I have been reading The Sun for probably fifteen years, and your April 2004 issue is your most mature and sophisticated to date: A picture of a Muslim woman on the cover. A picture of Palestinian men on the inside. An interview with Rabbi Michael Lerner on the Israeli-Palestinian conflict. Readers Write on “Out of Reach.” A story about villagers killed by soldiers. A daughter’s different view of her family’s religion. The story of two childhood friends who drift apart. Sunbeams about conflicts and misunderstanding. These subjects all seem related in a subtle and important way that I cannot articulate. The combination is profound.

Harvey Leviton Minneapolis, Minnesota

In the May 2004 Correspondence, Eliot Glick says that Starhawk’s beautiful, tragic essay “The Boy Who Kissed the Soldier” [August 2003] is “anti-Semitic.”

When my grandmother, in Berlin in 1933, heard her son called an “abomination” because he was the product of a Christian-Jewish marriage, that was anti-Semitism. When, a few years later, Polish neighbors murdered my other grandmother’s entire family, that was anti-Semitism. If Starhawk’s personal, eyewitness account of what she experienced in the Occupied Territories is, as Glick asserts, anti-Semitism, then the six-hundred-plus Israeli reserve officers and combat soldiers who refuse to serve in the territories — and all the other Israeli and Jewish people around the world who support their cause — must be anti-Semitic as well.

Call me “antirational,” but I do not understand the logic that says we must blindly support Israeli-government policies, and anyone who doesn’t is anti-Semitic.

Shame on Glick for misusing — and thereby diluting — a term that correctly describes those who spread hate and perpetrate atrocities.
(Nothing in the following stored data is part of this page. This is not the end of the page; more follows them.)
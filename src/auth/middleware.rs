//! Request gates for protected routes.
//!
//! `Authenticate` turns a bearer token into an [`AuthContext`] stored in the request
//! extensions. `Authorize` must be wrapped inside it and only checks the role found
//! there, so each request verifies its token exactly once. Both short-circuit with an
//! error response; the wrapped service is never called for a rejected request.

use std::rc::Rc;
use std::sync::Arc;

use actix_web::{
    body::EitherBody,
    dev::{forward_ready, Service, ServiceRequest, ServiceResponse, Transform},
    http::header,
    Error, HttpMessage,
};
use futures::future::{ready, LocalBoxFuture, Ready};
use log::{debug, warn};

use crate::auth::extractors::AuthContext;
use crate::auth::token::TokenService;
use crate::error::AppError;
use crate::models::Role;

/// Requires a valid `Authorization: Bearer <token>` header.
#[derive(Clone)]
pub struct Authenticate {
    tokens: Arc<dyn TokenService>,
}

impl Authenticate {
    pub fn new(tokens: Arc<dyn TokenService>) -> Self {
        Self { tokens }
    }
}

impl<S, B> Transform<S, ServiceRequest> for Authenticate
where
    S: Service<ServiceRequest, Response = ServiceResponse<B>, Error = Error>,
    S::Future: 'static,
    B: 'static,
{
    type Response = ServiceResponse<EitherBody<B>>;
    type Error = Error;
    type Transform = AuthenticateMiddleware<S>;
    type InitError = ();
    type Future = Ready<Result<Self::Transform, Self::InitError>>;

    fn new_transform(&self, service: S) -> Self::Future {
        ready(Ok(AuthenticateMiddleware {
            service,
            tokens: self.tokens.clone(),
        }))
    }
}

pub struct AuthenticateMiddleware<S> {
    service: S,
    tokens: Arc<dyn TokenService>,
}

impl<S, B> Service<ServiceRequest> for AuthenticateMiddleware<S>
where
    S: Service<ServiceRequest, Response = ServiceResponse<B>, Error = Error>,
    S::Future: 'static,
    B: 'static,
{
    type Response = ServiceResponse<EitherBody<B>>;
    type Error = Error;
    type Future = LocalBoxFuture<'static, Result<Self::Response, Self::Error>>;

    forward_ready!(service);

    fn call(&self, req: ServiceRequest) -> Self::Future {
        match authenticate(&req, self.tokens.as_ref()) {
            Ok(ctx) => {
                debug!("authenticated {} as {}", ctx.username, ctx.role);
                req.extensions_mut().insert(ctx);
                let fut = self.service.call(req);
                Box::pin(async move { fut.await.map(ServiceResponse::map_into_left_body) })
            }
            Err(err) => {
                warn!("unauthenticated {} {}: {}", req.method(), req.path(), err);
                let res = req.error_response(err).map_into_right_body();
                Box::pin(ready(Ok(res)))
            }
        }
    }
}

/// Extracts and verifies the bearer token of `req`.
fn authenticate(req: &ServiceRequest, tokens: &dyn TokenService) -> Result<AuthContext, AppError> {
    let value = match req.headers().get(header::AUTHORIZATION) {
        Some(value) if !value.is_empty() => value,
        _ => {
            return Err(AppError::Unauthorized(
                "Authorization header is required".into(),
            ))
        }
    };

    let invalid = || AppError::Unauthorized("Invalid authorization header".into());
    let value = value.to_str().map_err(|_| invalid())?;

    let parts: Vec<&str> = value.split(' ').collect();
    if parts.len() != 2 || !parts[0].eq_ignore_ascii_case("bearer") {
        return Err(invalid());
    }

    let claims = tokens.validate_token(parts[1])?;

    Ok(AuthContext {
        username: claims.sub,
        role: claims.role,
    })
}

/// Restricts a route to a set of roles. Must run after `Authenticate`.
#[derive(Clone)]
pub struct Authorize {
    allowed: Rc<[Role]>,
}

impl Authorize {
    pub fn new<I>(roles: I) -> Self
    where
        I: IntoIterator<Item = Role>,
    {
        Self {
            allowed: roles.into_iter().collect(),
        }
    }

    pub fn admin() -> Self {
        Self::new([Role::Admin])
    }
}

impl<S, B> Transform<S, ServiceRequest> for Authorize
where
    S: Service<ServiceRequest, Response = ServiceResponse<B>, Error = Error>,
    S::Future: 'static,
    B: 'static,
{
    type Response = ServiceResponse<EitherBody<B>>;
    type Error = Error;
    type Transform = AuthorizeMiddleware<S>;
    type InitError = ();
    type Future = Ready<Result<Self::Transform, Self::InitError>>;

    fn new_transform(&self, service: S) -> Self::Future {
        ready(Ok(AuthorizeMiddleware {
            service,
            allowed: self.allowed.clone(),
        }))
    }
}

pub struct AuthorizeMiddleware<S> {
    service: S,
    allowed: Rc<[Role]>,
}

impl<S, B> Service<ServiceRequest> for AuthorizeMiddleware<S>
where
    S: Service<ServiceRequest, Response = ServiceResponse<B>, Error = Error>,
    S::Future: 'static,
    B: 'static,
{
    type Response = ServiceResponse<EitherBody<B>>;
    type Error = Error;
    type Future = LocalBoxFuture<'static, Result<Self::Response, Self::Error>>;

    forward_ready!(service);

    fn call(&self, req: ServiceRequest) -> Self::Future {
        let caller = req
            .extensions()
            .get::<AuthContext>()
            .map(|ctx| (ctx.username.clone(), ctx.role));

        let rejection = match caller {
            Some((_, role)) if self.allowed.contains(&role) => None,
            Some((username, role)) => {
                warn!(
                    "forbidden {} {} for {} ({})",
                    req.method(),
                    req.path(),
                    username,
                    role
                );
                Some(AppError::Forbidden(
                    "You are not authorized for this action".into(),
                ))
            }
            None => Some(AppError::Unauthorized(
                "Authorization header is required".into(),
            )),
        };

        match rejection {
            None => {
                let fut = self.service.call(req);
                Box::pin(async move { fut.await.map(ServiceResponse::map_into_left_body) })
            }
            Some(err) => {
                let res = req.error_response(err).map_into_right_body();
                Box::pin(ready(Ok(res)))
            }
        }
    }
}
Osie Adelfang Huntsville, Alabama

Suzanne Seaman [Correspondence, May 2004] calls The Sun “a dreary and pretentious publication. So many self-absorbed people!” Twice I have given gift subscriptions to friends who have had similar reactions. This response always comes as a surprise to me. I suspect the explanation lies in the different ways people deal with pain and struggle in their lives. For some their approach is endurance and perseverance, carrying on as if pain didn’t exist. Others are more willing to admit their limitations and confront their problems through introspection. I suspect that most who read and write for The Sun fall into this latter category.

In the mental-health field it’s widely believed that if we haven’t disclosed something about us to another person, we probably haven’t come to accept it within ourselves. Many a writer’s disclosure in The Sun may be a first step toward self-acceptance. I’ve yet to find another publication that invites such courageous expression.